▶ WHAT NEEDS TO BE DONE
Your task is to find every line in the records that holds the string "before" and copy it.

++++ EXERCISE INPUTS

//! Cloud fleet against a mocked vendor API.

use chrono::{Duration, Utc};
use printinator_core::cloud::CloudFleet;
use printinator_core::config::CloudConfig;
use printinator_core::fleet::FleetAggregator;
use printinator_core::{CredentialStore, FleetError};
use serde_json::json;
use tokio_util::sync::CancellationToken;
use wiremock::matchers::{any, body_string_contains, header, method, path};
use wiremock::{Mock, MockServer, ResponseTemplate};

fn config(server: &MockServer) -> CloudConfig {
    CloudConfig {
        api_url: server.uri(),
        client_id: "test-client".to_string(),
        client_secret: "test-secret".to_string(),
        ..CloudConfig::default()
    }
}

fn token_body(access: &str, refresh: &str) -> serde_json::Value {
    json!({
        "access_token": access,
        "refresh_token": refresh,
        "expires_in": 3600,
        "token_type": "Bearer",
        "scope": "developer-api"
    })
}

fn printing_fl001() -> serde_json::Value {
    json!([{
        "serial": "FL001",
        "machine_type_id": "FORM-3-0",
        "printer_status": {
            "status": "PRINTING",
            "last_pinged_at": "2021-02-23T07:33:31.403593-05:00",
            "current_print_run": {
                "guid": "run-1",
                "name": "bracket",
                "status": "PRINTING",
                "layer_count": 200,
                "currently_printing_layer": 50,
                "print_started_at": "2021-02-23T06:00:00.000+00:00"
            }
        }
    }])
}

fn logged_in_store() -> CredentialStore {
    let store = CredentialStore::in_memory();
    store.set_login("maker@example.com", "hunter2");
    store
}

#[tokio::test]
async fn test_missing_token_is_acquired_once_for_concurrent_requests() {
    let server = MockServer::start().await;
    Mock::given(method("POST"))
        .and(path("/o/token/"))
        .and(body_string_contains("grant_type=password"))
        .and(body_string_contains("client_id=test-client"))
        .respond_with(ResponseTemplate::new(200).set_body_json(token_body("a1", "r1")))
        .expect(1)
        .mount(&server)
        .await;
    Mock::given(method("GET"))
        .and(path("/printers/"))
        .and(header("Authorization", "Bearer a1"))
        .respond_with(ResponseTemplate::new(200).set_body_json(printing_fl001()))
        .expect(2)
        .mount(&server)
        .await;

    let store = logged_in_store();
    let fleet = CloudFleet::new(&config(&server), store.clone());

    let before = Utc::now();
    let (first, second) = tokio::join!(fleet.fetch_printers(), fleet.fetch_printers());
    first.unwrap();
    second.unwrap();

    let creds = store.credentials();
    assert_eq!(creds.access_token, "a1");
    assert_eq!(creds.refresh_token, "r1");
    let expiry = creds.token_expiry.unwrap();
    assert!(expiry >= before + Duration::seconds(3600));
    assert!(expiry <= Utc::now() + Duration::seconds(3600));
    assert_eq!(fleet.printers().len(), 1);
}

#[tokio::test]
async fn test_expired_token_triggers_refresh_not_password_grant() {
    let server = MockServer::start().await;
    Mock::given(method("POST"))
        .and(path("/o/token/"))
        .and(body_string_contains("grant_type=refresh_token"))
        .and(body_string_contains("refresh_token=r1"))
        .respond_with(ResponseTemplate::new(200).set_body_json(token_body("a2", "r2")))
        .expect(1)
        .mount(&server)
        .await;
    Mock::given(method("POST"))
        .and(path("/o/token/"))
        .and(body_string_contains("grant_type=password"))
        .respond_with(ResponseTemplate::new(200).set_body_json(token_body("bad", "bad")))
        .expect(0)
        .mount(&server)
        .await;

    let store = logged_in_store();
    store.set_tokens("a1", "r1", Utc::now() - Duration::seconds(5));
    let fleet = CloudFleet::new(&config(&server), store.clone());

    fleet.ensure_valid_token().await.unwrap();
    // Second call sees a valid token and stays offline
    fleet.ensure_valid_token().await.unwrap();

    let creds = store.credentials();
    assert_eq!(creds.access_token, "a2");
    assert_eq!(creds.refresh_token, "r2");
}

#[tokio::test]
async fn test_password_grant_never_sends_refresh() {
    let server = MockServer::start().await;
    Mock::given(method("POST"))
        .and(path("/o/token/"))
        .and(body_string_contains("grant_type=password"))
        .and(body_string_contains("password=hunter2"))
        .respond_with(ResponseTemplate::new(200).set_body_json(token_body("a1", "r1")))
        .expect(1)
        .mount(&server)
        .await;
    Mock::given(method("POST"))
        .and(path("/o/token/"))
        .and(body_string_contains("grant_type=refresh_token"))
        .respond_with(ResponseTemplate::new(200).set_body_json(token_body("bad", "bad")))
        .expect(0)
        .mount(&server)
        .await;

    let fleet = CloudFleet::new(&config(&server), logged_in_store());
    fleet.acquire_token().await.unwrap();
}

#[tokio::test]
async fn test_rejected_grant_keeps_prior_state() {
    let server = MockServer::start().await;
    Mock::given(method("POST"))
        .and(path("/o/token/"))
        .respond_with(ResponseTemplate::new(401).set_body_json(json!({
            "error": "invalid_grant",
            "error_description": "Invalid credentials given."
        })))
        .expect(1)
        .mount(&server)
        .await;

    let store = logged_in_store();
    let fleet = CloudFleet::new(&config(&server), store.clone());

    let err = fleet.acquire_token().await.unwrap_err();
    assert!(matches!(err, FleetError::Auth(ref msg) if msg.contains("invalid_grant")));
    assert!(store.credentials().access_token.is_empty());
    assert!(store.credentials().token_expiry.is_none());
}

#[tokio::test]
async fn test_acquire_without_password_makes_no_request() {
    let server = MockServer::start().await;
    Mock::given(any())
        .respond_with(ResponseTemplate::new(500))
        .expect(0)
        .mount(&server)
        .await;

    let store = CredentialStore::in_memory();
    store.set_login("maker@example.com", "");
    let fleet = CloudFleet::new(&config(&server), store);

    fleet.acquire_token().await.unwrap();
    fleet.sync_printers().await;
}

#[tokio::test]
async fn test_revoke_empty_token_makes_no_request() {
    let server = MockServer::start().await;
    Mock::given(any())
        .respond_with(ResponseTemplate::new(200))
        .expect(0)
        .mount(&server)
        .await;

    let fleet = CloudFleet::new(&config(&server), logged_in_store());
    fleet.revoke_token().await.unwrap();
}

#[tokio::test]
async fn test_revoke_clears_token_and_printers() {
    let server = MockServer::start().await;
    Mock::given(method("GET"))
        .and(path("/printers/"))
        .respond_with(ResponseTemplate::new(200).set_body_json(printing_fl001()))
        .mount(&server)
        .await;
    Mock::given(method("POST"))
        .and(path("/o/revoke_token/"))
        .and(body_string_contains("token=a1"))
        .respond_with(ResponseTemplate::new(200))
        .expect(1)
        .mount(&server)
        .await;

    let store = logged_in_store();
    store.set_tokens("a1", "r1", Utc::now() + Duration::hours(1));
    let fleet = CloudFleet::new(&config(&server), store.clone());

    fleet.fetch_printers().await.unwrap();
    assert_eq!(fleet.printers().len(), 1);

    fleet.revoke_token().await.unwrap();
    assert!(store.credentials().access_token.is_empty());
    assert!(fleet.printers().is_empty());
}

#[tokio::test]
async fn test_failed_revoke_keeps_token() {
    let server = MockServer::start().await;
    Mock::given(method("POST"))
        .and(path("/o/revoke_token/"))
        .respond_with(ResponseTemplate::new(503))
        .mount(&server)
        .await;

    let store = logged_in_store();
    store.set_tokens("a1", "r1", Utc::now() + Duration::hours(1));
    let fleet = CloudFleet::new(&config(&server), store.clone());

    assert!(fleet.revoke_token().await.is_err());
    assert_eq!(store.credentials().access_token, "a1");
}

#[tokio::test]
async fn test_failed_fetch_keeps_previous_list() {
    let server = MockServer::start().await;
    Mock::given(method("GET"))
        .and(path("/printers/"))
        .respond_with(ResponseTemplate::new(200).set_body_json(printing_fl001()))
        .up_to_n_times(1)
        .mount(&server)
        .await;
    Mock::given(method("GET"))
        .and(path("/printers/"))
        .respond_with(ResponseTemplate::new(500).set_body_string("upstream down"))
        .mount(&server)
        .await;

    let store = logged_in_store();
    store.set_tokens("a1", "r1", Utc::now() + Duration::hours(1));
    let fleet = CloudFleet::new(&config(&server), store);

    fleet.fetch_printers().await.unwrap();
    let err = fleet.fetch_printers().await.unwrap_err();
    assert!(matches!(err, FleetError::Network(_)));
    assert_eq!(fleet.printers()[0].serial, "FL001");
}

#[tokio::test]
async fn test_printing_progress_reaches_fleet_view() {
    let server = MockServer::start().await;
    Mock::given(method("GET"))
        .and(path("/printers/"))
        .respond_with(ResponseTemplate::new(200).set_body_json(printing_fl001()))
        .mount(&server)
        .await;

    let store = logged_in_store();
    store.set_tokens("a1", "r1", Utc::now() + Duration::hours(1));

    let (aggregator, sink) = FleetAggregator::new();
    let mut views = aggregator.subscribe();
    let cancel = CancellationToken::new();
    let task = tokio::spawn(aggregator.run(cancel.clone()));

    let fleet = CloudFleet::new(&config(&server), store).with_sink(sink);
    fleet.sync_printers().await;

    views.changed().await.unwrap();
    {
        let view = views.borrow_and_update();
        let printer = view.cloud_printer("FL001").unwrap();
        assert_eq!(printer.status().as_str(), "PRINTING");
        assert_eq!(printer.progress(), Some(0.25));
    }

    cancel.cancel();
    task.await.unwrap();
}

#[tokio::test]
async fn test_password_change_resets_session_and_resyncs() {
    let server = MockServer::start().await;
    Mock::given(method("POST"))
        .and(path("/o/revoke_token/"))
        .and(body_string_contains("token=a1"))
        .respond_with(ResponseTemplate::new(200))
        .expect(1)
        .mount(&server)
        .await;
    Mock::given(method("POST"))
        .and(path("/o/token/"))
        .and(body_string_contains("grant_type=password"))
        .and(body_string_contains("password=correct-horse"))
        .respond_with(ResponseTemplate::new(200).set_body_json(token_body("a2", "r2")))
        .expect(1)
        .mount(&server)
        .await;
    Mock::given(method("GET"))
        .and(path("/printers/"))
        .and(header("Authorization", "Bearer a2"))
        .respond_with(ResponseTemplate::new(200).set_body_json(printing_fl001()))
        .expect(1)
        .mount(&server)
        .await;

    let store = logged_in_store();
    store.set_tokens("a1", "r1", Utc::now() + Duration::hours(1));
    let fleet = CloudFleet::new(&config(&server), store.clone());

    store.set_login("maker@example.com", "correct-horse");
    fleet.on_credentials_changed(store.credentials().login()).await;

    let creds = store.credentials();
    assert_eq!(creds.access_token, "a2");
    assert_eq!(creds.refresh_token, "r2");
    assert_eq!(fleet.printers().len(), 1);
}

#[tokio::test]
async fn test_username_change_keeps_session() {
    let server = MockServer::start().await;
    Mock::given(any())
        .respond_with(ResponseTemplate::new(500))
        .expect(0)
        .mount(&server)
        .await;

    let store = logged_in_store();
    store.set_tokens("a1", "r1", Utc::now() + Duration::hours(1));
    let fleet = CloudFleet::new(&config(&server), store.clone());

    store.set_login("other@example.com", "hunter2");
    fleet.on_credentials_changed(store.credentials().login()).await;

    assert_eq!(store.credentials().access_token, "a1");
}

#[tokio::test]
async fn test_logout_forgets_login() {
    let server = MockServer::start().await;
    Mock::given(method("POST"))
        .and(path("/o/revoke_token/"))
        .respond_with(ResponseTemplate::new(200))
        .expect(1)
        .mount(&server)
        .await;

    let store = logged_in_store();
    store.set_tokens("a1", "r1", Utc::now() + Duration::hours(1));
    let fleet = CloudFleet::new(&config(&server), store.clone());

    fleet.logout().await;
    let creds = store.credentials();
    assert!(!creds.has_login());
    assert!(creds.refresh_token.is_empty());
}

++++++++

▶ REPLY TO THE TASK
    let before = Utc::now();
    assert!(expiry >= before + Duration::seconds(3600));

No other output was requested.